4.30 In patients with LN-negative disease, using the test in clinical practice appeared to result in low rates of chemotherapy in patients with low risk (2% to 12%), with acceptable outcomes (distant recurrence-free survival, distant recurrence-free interval or invasive disease-free survival 96% to 99.6%). Rates of chemotherapy increased with increasing risk category, and were generally higher in patients with LN-positive disease. It was not possible to conclude whether patients in intermediate and high-risk categories had better outcomes as a result of using Oncotype DX to guide treatment because there were no comparator groups (patients who had treatment without Oncotype DX testing).

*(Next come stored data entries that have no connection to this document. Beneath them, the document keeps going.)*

//! Media File Store for generated and uploaded audio.
//!
//! Artifacts are addressed by random 128-bit identifiers and written
//! atomically, so a reader never observes a partially written file.

pub mod store;

pub use store::{
    AudioFormat, MediaArtifact, MediaId, MediaStore, MediaStoreError, MediaStoreResult,
    PendingArtifact, ScopedArtifact,
};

4.31 One study (TAILORx; Sparano et al. 2018) reporting evidence on clinical utility was published after completion of the diagnostics assessment report. This study was a prospective, partially randomised study in which patients with an Oncotype DX Recurrence Score result of 0 to 10 had endocrine therapy, patients with Recurrence Score results of 26 and above had endocrine therapy plus chemotherapy, and those with Recurrence Score results of 11 to 25 were randomised to have either endocrine therapy alone, or endocrine therapy plus chemotherapy. The cut‑offs in this study were different to the cut-offs recommended by the company (less than 18, 18 to 30 and greater than 30; see section 3.15). The 2018 publication focused on the results from patients in the intermediate-risk group who were randomised to treatment. It reported that across all patients with Recurrence Score results of 11 to 25, there were no clinically relevant or statistically significant differences between those who had endocrine therapy alone and those who had chemotherapy plus endocrine therapy. Results for the primary end point of 9-year invasive disease-free survival were 84.3% with chemotherapy and 83.3% without chemotherapy; an absolute difference of 1.0% (hazard ratio [HR] 1.08, 95% confidence interval [CI] 0.94 to 1.24, p=0.26). The upper confidence interval was within the pre-specified non-inferiority margin (HR 1.322). Results for freedom from distant recurrence at 9 years were 95% with chemotherapy and 94.5% without chemotherapy; an absolute difference of 0.5% (HR 1.10, 95% CI 0.85 to 1.41, p=0.48). However, exploratory subgroup analyses suggested that chemotherapy may have an effect in some subgroups, such as those with Recurrence Score results of 21 to 25 and possibly Recurrence Score results of 16 to 20, particularly in people aged 50 or under. The EAG noted that no analysis was available for the subgroup of patients with Recurrence Score results of 11 to 25 and a modified Adjuvant! Online high risk score.

MammaPrint

4.32 Two studies reported evidence relating to the clinical utility of MammaPrint. MINDACT was a prospective, partially randomised study in which clinical risk was determined using a modified version of Adjuvant! Online. Patients with risk scores that disagreed from MammaPrint and modified Adjuvant! Online were randomised to chemotherapy or no chemotherapy. Of patients included in the study, 88% had HR-positive disease and 90% HER2-negative disease, therefore some patients were outside of the scope for this assessment. For the group who were high risk with modified Adjuvant! Online and low risk with MammaPrint, 5-year distant metastasis-free survival was 95.9% with chemotherapy and 94.4% without chemotherapy, a non-statistically significant absolute difference of 1.5% (adjusted hazard ratio for distant metastasis or death with chemotherapy compared with no chemotherapy, 0.78; 95% CI 0.50 to 1.21; p=0.27). For the group who were low risk with modified Adjuvant! Online and high risk with MammaPrint, 5-year distant metastasis-free survival was 95.8% with chemotherapy and 95.0% without chemotherapy, a non-statistically significant absolute difference of 0.8% (adjusted hazard ratio for distant metastasis or death with chemotherapy compared with no chemotherapy, 1.17; 95% CI 0.59 to 2.28; p=0.66). The EAG judged MINDACT to be at low risk of bias in terms of randomisation, allocation concealment and reporting. However, no details of blinding were reported.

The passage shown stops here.